Gabon: la sécurité nucléaire au coeur d’un atelier à Libreville

Des experts de l'AIEA lors de l'atelier sur la sécurité nucléaire © GMT

Le vendredi 1er mars 2019,  les locaux du ministère du Pétrole, du Gaz et des Hydrocarbures ont abrité les travaux d’un atelier de sensibilisation des décideurs sur la question de sécurité nucléaire. Cette rencontre a été précédée par un atelier  du 25 au 28 février 2019 qui avait pour objectif de faire une revue du Plan Intégré d’Appui à la Sécurité Nucléaire (Integrated Nuclear Security Support Plan : INSSP).



Cette rencontre qui a été conduite par des experts de l’Agence Internationale de l’Énergie Atomique (AIEA) avait pour objectif de sensibiliser les députés sur la problématique de la sécurité nucléaire et radiologique. Elle s’inscrit dans la droite ligne des engagements pris par les dirigeants du monde, parmi lesquels le chef de l’Etat Ali Bongo Ondimba, qui lors du 4ème Sommet sur la Sécurité Nucléaire qui s’est déroulé le 1er avril 2016 a pris la décision de renforcer l’architecture de la sécurité nucléaire au niveau national, régional et mondial.

Cette décision passait par la ratification élargie et la mise en œuvre des instruments juridiques internationaux en matière de sécurité nucléaire. En la matière, le Gabon est d’ailleurs en pole position en signant plusieurs conventions notamment la Convention sur la protection physique des matières nucléaires (CPPMN) ; la Convention sur la notification rapide d’un accident nucléaire s’est engagée en faveur des résolutions 1373 du Conseil de sécurité des Nations Unies « Menaces contre la paix et la sécurité internationales résultant d’actes de terrorisme » et 1540 sur Nonprolifération des armes de destruction massive

L’atelier organisé à Libreville visait donc à faire une revue du Plan Intégré d’Appui à la Sécurité Nucléaire mise en oeuvre par le Gabon depuis en 2014. Cette procédure doit être réexaminée régulièrement par la Division de la Sécurité Nucléaire de l’AIEA. Les cinq (5) domaines fonctionnels qui ont été au centre de cet examen sont entre autres le cadre juridique et réglementaire ; la prévention ; la détection ; la réponse et la durabilité.  ont été évalués.

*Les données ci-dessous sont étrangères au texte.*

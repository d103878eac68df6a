//! Router tests over the in-memory ports

use std::sync::Arc;

use axum::{
    body::{to_bytes, Body},
    http::{Method, Request, StatusCode},
    Router,
};
use chrono::{Duration, Utc};
use rust_decimal::Decimal;
use rust_decimal_macros::dec;
use serde_json::{json, Value};
use tower::ServiceExt;

use core_kernel::Currency;
use domain_ledger::ports::mock::MockLedgerPort;
use domain_ledger::LedgerBootstrap;
use domain_payables::audit::mock::RecordingAuditSink;
use domain_payables::ports::mock::MockPayablesPort;
use domain_payables::webhook::mock::RecordingWebhookDispatcher;
use domain_payables::{PayablesPort, PurchaseOrder, SettlementConfig, Vendor};
use interface_api::middleware::ACTOR_HEADER;
use interface_api::{create_router, AppState};
use test_utils::{MoneyFixtures, PurchaseOrderBuilder, VendorBuilder};

struct TestApp {
    router: Router,
    payables: Arc<MockPayablesPort>,
}

impl TestApp {
    async fn new() -> Self {
        let payables = Arc::new(MockPayablesPort::new());
        let ledger = Arc::new(MockLedgerPort::new());
        LedgerBootstrap::new(ledger.clone(), Currency::USD)
            .initialize()
            .await
            .unwrap();
        let state = AppState::new(
            payables.clone(),
            ledger,
            Arc::new(RecordingAuditSink::new()),
            Arc::new(RecordingWebhookDispatcher::new()),
            SettlementConfig::default(),
        );
        Self {
            router: create_router(state),
            payables,
        }
    }

    async fn send(&self, method: Method, uri: &str, body: Option<Value>, actor: Option<&str>) -> (StatusCode, Value) {
        let mut builder = Request::builder().method(method).uri(uri);
        if let Some(actor) = actor {
            builder = builder.header(ACTOR_HEADER, actor);
        }
        let request = match body {
            Some(body) => builder
                .header("content-type", "application/json")
                .body(Body::from(body.to_string()))
                .unwrap(),
            None => builder.body(Body::empty()).unwrap(),
        };
        self.dispatch(request).await
    }

    async fn dispatch(&self, request: Request<Body>) -> (StatusCode, Value) {
        let response = self.router.clone().oneshot(request).await.unwrap();
        let status = response.status();
        let bytes = to_bytes(response.into_body(), usize::MAX).await.unwrap();
        (status, serde_json::from_slice(&bytes).unwrap_or(Value::Null))
    }

    async fn get(&self, uri: &str) -> (StatusCode, Value) {
        self.send(Method::GET, uri, None, None).await
    }

    async fn post(&self, uri: &str, body: Value) -> (StatusCode, Value) {
        self.send(Method::POST, uri, Some(body), None).await
    }

    /// A vendor with a delivered purchase order covering `amount`
    async fn supplier(&self, amount: Decimal) -> (Vendor, PurchaseOrder) {
        let vendor = VendorBuilder::new().build();
        self.payables.save_vendor(&vendor).await.unwrap();
        let order = PurchaseOrderBuilder::new(vendor.id)
            .with_total(MoneyFixtures::usd(amount))
            .build();
        self.payables.save_purchase_order(&order).await.unwrap();
        (vendor, order)
    }

    /// Registers an invoice over HTTP and returns its JSON
    async fn invoice(&self, amount: Decimal) -> Value {
        let (vendor, order) = self.supplier(amount).await;
        let today = Utc::now().date_naive();
        let (status, body) = self
            .post(
                "/api/v1/invoices",
                json!({
                    "invoice_number": format!("INV-{}", order.po_number),
                    "vendor_id": vendor.id,
                    "purchase_order_id": order.id,
                    "invoice_date": today,
                    "due_date": today + Duration::days(30),
                    "amount": amount.to_string(),
                }),
            )
            .await;
        assert_eq!(status, StatusCode::CREATED, "{}", body);
        body
    }
}

fn amount_of(money: &Value) -> Decimal {
    money["amount"].as_str().unwrap().parse().unwrap()
}

#[tokio::test]
async fn test_health_and_readiness() {
    let app = TestApp::new().await;

    let (status, body) = app.get("/health").await;
    assert_eq!(status, StatusCode::OK);
    assert_eq!(body["status"], "healthy");

    let (status, body) = app.get("/health/ready").await;
    assert_eq!(status, StatusCode::OK);
    assert_eq!(body["status"], "ready");
    assert_eq!(body["adapters"].as_array().unwrap().len(), 2);
}

#[tokio::test]
async fn test_payment_below_threshold_settles_immediately() {
    let app = TestApp::new().await;
    let invoice = app.invoice(dec!(1200)).await;

    let (status, payment) = app
        .post(
            "/api/v1/payments",
            json!({ "invoice_id": invoice["id"], "amount": "1200", "method": "BankTransfer" }),
        )
        .await;
    assert_eq!(status, StatusCode::CREATED, "{}", payment);
    assert_eq!(payment["payment_status"], "Success");
    assert_eq!(payment["approval_status"], "N/A");

    let uri = format!("/api/v1/invoices/{}", invoice["id"].as_str().unwrap());
    let (status, stored) = app.get(&uri).await;
    assert_eq!(status, StatusCode::OK);
    assert_eq!(amount_of(&stored["paid_amount"]), dec!(1200));

    let (_, entries) = app.get("/api/v1/journal-entries?reference_type=payment").await;
    assert_eq!(entries.as_array().unwrap().len(), 1);

    let (status, trial) = app.get("/api/v1/accounts/trial-balance").await;
    assert_eq!(status, StatusCode::OK);
    assert_eq!(trial["is_balanced"], true);

    let uri = format!("/api/v1/vendors/{}/ledger", invoice["vendor_id"].as_str().unwrap());
    let (status, ledger) = app.get(&uri).await;
    assert_eq!(status, StatusCode::OK);
    assert_eq!(amount_of(&ledger["total_outstanding"]), Decimal::ZERO);
}

#[tokio::test]
async fn test_large_payment_waits_for_approval_by_named_actor() {
    let app = TestApp::new().await;
    let invoice = app.invoice(dec!(200000)).await;

    let (status, payment) = app
        .send(
            Method::POST,
            "/api/v1/payments",
            Some(json!({ "invoice_id": invoice["id"], "amount": "200000", "method": "Wire" })),
            Some("ap.clerk"),
        )
        .await;
    assert_eq!(status, StatusCode::CREATED);
    assert_eq!(payment["payment_status"], "Pending");
    assert_eq!(payment["approval_status"], "Submitted");
    assert_eq!(payment["created_by"], "ap.clerk");

    let approve = format!("/api/v1/payments/{}/approve", payment["id"].as_str().unwrap());
    let (status, approved) = app
        .send(
            Method::POST,
            &approve,
            Some(json!({ "decision": "Approve", "comment": "within budget" })),
            Some("finance.controller"),
        )
        .await;
    assert_eq!(status, StatusCode::OK, "{}", approved);
    assert_eq!(approved["payment_status"], "Success");
    let history = approved["approval_history"].as_array().unwrap();
    assert_eq!(history.last().unwrap()["actor"], "finance.controller");

    // a second decision is a state conflict
    let (status, body) = app.post(&approve, json!({ "decision": "Reject" })).await;
    assert_eq!(status, StatusCode::CONFLICT);
    assert_eq!(body["error"], "conflict");
}

#[tokio::test]
async fn test_overpayment_is_rejected() {
    let app = TestApp::new().await;
    let invoice = app.invoice(dec!(500)).await;

    let (status, body) = app
        .post(
            "/api/v1/payments",
            json!({ "invoice_id": invoice["id"], "amount": "500.01", "method": "Ach" }),
        )
        .await;
    assert_eq!(status, StatusCode::UNPROCESSABLE_ENTITY);
    assert_eq!(body["error"], "validation_error");
}

#[tokio::test]
async fn test_unknown_and_malformed_ids() {
    let app = TestApp::new().await;

    let uri = format!("/api/v1/payments/{}", uuid::Uuid::new_v4());
    let (status, _) = app.get(&uri).await;
    assert_eq!(status, StatusCode::NOT_FOUND);

    let (status, body) = app.get("/api/v1/payments/not-an-id").await;
    assert_eq!(status, StatusCode::BAD_REQUEST);
    assert_eq!(body["error"], "bad_request");
}

#[tokio::test]
async fn test_credit_note_reduces_vendor_balance() {
    let app = TestApp::new().await;
    let invoice = app.invoice(dec!(1000)).await;

    let (status, adjustment) = app
        .post(
            "/api/v1/adjustments",
            json!({
                "kind": "Credit",
                "invoice_id": invoice["id"],
                "amount": "150",
                "reason": "Damaged pallets returned",
            }),
        )
        .await;
    assert_eq!(status, StatusCode::CREATED, "{}", adjustment);

    let uri = format!("/api/v1/vendors/{}/ledger", invoice["vendor_id"].as_str().unwrap());
    let (_, ledger) = app.get(&uri).await;
    assert_eq!(amount_of(&ledger["total_outstanding"]), dec!(850));

    let (status, listed) = app.get("/api/v1/adjustments").await;
    assert_eq!(status, StatusCode::OK);
    assert_eq!(listed.as_array().unwrap().len(), 1);
}

#[tokio::test]
async fn test_empty_batch_is_a_validation_error() {
    let app = TestApp::new().await;
    let (status, _) = app
        .post("/api/v1/batch-payments", json!({ "invoice_ids": [], "method": "Ach" }))
        .await;
    assert_eq!(status, StatusCode::UNPROCESSABLE_ENTITY);
}

#[tokio::test]
async fn test_batch_pays_each_invoice_in_full() {
    let app = TestApp::new().await;
    let first = app.invoice(dec!(300)).await;
    let second = app.invoice(dec!(700)).await;

    let (status, batch) = app
        .post(
            "/api/v1/batch-payments",
            json!({ "invoice_ids": [first["id"], second["id"]], "method": "Ach" }),
        )
        .await;
    assert_eq!(status, StatusCode::CREATED, "{}", batch);

    let uri = format!("/api/v1/batch-payments/{}", batch["id"].as_str().unwrap());
    let (status, fetched) = app.get(&uri).await;
    assert_eq!(status, StatusCode::OK);
    assert_eq!(fetched["id"], batch["id"]);

    let uri = format!("/api/v1/payments?batch_id={}", batch["id"].as_str().unwrap());
    let (_, payments) = app.get(&uri).await;
    assert_eq!(payments.as_array().unwrap().len(), 2);
}

#[tokio::test]
async fn test_period_close_and_reopen() {
    let app = TestApp::new().await;

    let (status, period) = app.post("/api/v1/periods/close", json!({ "month": 1, "year": 2024 })).await;
    assert_eq!(status, StatusCode::OK, "{}", period);

    let (_, periods) = app.get("/api/v1/periods").await;
    assert_eq!(periods.as_array().unwrap().len(), 1);

    let (status, _) = app.post("/api/v1/periods/reopen", json!({ "month": 1, "year": 2024 })).await;
    assert_eq!(status, StatusCode::OK);

    let (status, _) = app.post("/api/v1/periods/close", json!({ "month": 13, "year": 2024 })).await;
    assert_eq!(status, StatusCode::UNPROCESSABLE_ENTITY);
}

#[tokio::test]
async fn test_unknown_journal_reference_type() {
    let app = TestApp::new().await;
    let (status, _) = app.get("/api/v1/journal-entries?reference_type=refund").await;
    assert_eq!(status, StatusCode::UNPROCESSABLE_ENTITY);
}

#[tokio::test]
async fn test_statement_reconciliation_matches_by_transaction_id() {
    let app = TestApp::new().await;
    let invoice = app.invoice(dec!(640)).await;
    let (_, payment) = app
        .post(
            "/api/v1/payments",
            json!({ "invoice_id": invoice["id"], "amount": "640", "method": "BankTransfer" }),
        )
        .await;
    let txn = payment["transaction_id"].as_str().unwrap();

    let csv = format!(
        "Date,Transaction_ID,Amount,Narration\n{},{},640.00,Vendor payout\n",
        Utc::now().date_naive(),
        txn.to_lowercase()
    );
    let request = Request::builder()
        .method(Method::POST)
        .uri("/api/v1/reconciliation")
        .header("content-type", "text/csv")
        .body(Body::from(csv))
        .unwrap();
    let (status, report) = app.dispatch(request).await;
    assert_eq!(status, StatusCode::OK, "{}", report);
    assert_eq!(report["matched"].as_array().unwrap().len(), 1);
    assert_eq!(report["matched"][0]["transaction_id"], txn);

    let (status, _) = app.send(Method::POST, "/api/v1/reconciliation", None, None).await;
    assert_eq!(status, StatusCode::BAD_REQUEST);
}

#[tokio::test]
async fn test_exceptions_listing_is_reachable() {
    let app = TestApp::new().await;
    app.invoice(dec!(90)).await;

    let (status, exceptions) = app.get("/api/v1/invoices/exceptions").await;
    assert_eq!(status, StatusCode::OK);
    assert!(exceptions.as_array().unwrap().is_empty());
}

Au terme de ces rencontres, il ressort plusieurs recommandations notamment la nécessité de mettre en place un mécanisme national de coordination pour la sécurité nucléaire en vue d’assurer une coordination et une communication appropriées entre les autorités compétentes, l’élaboration et la validation d’une Feuille de route pour l’Architecture de détection en matière de sécurité nucléaire, mais aussi la nécessité de veiller à ce que les hauts fonctionnaires et les législateurs soient familiers avec les instruments internationaux qui constituent le cadre juridique international pour la sécurité nucléaire.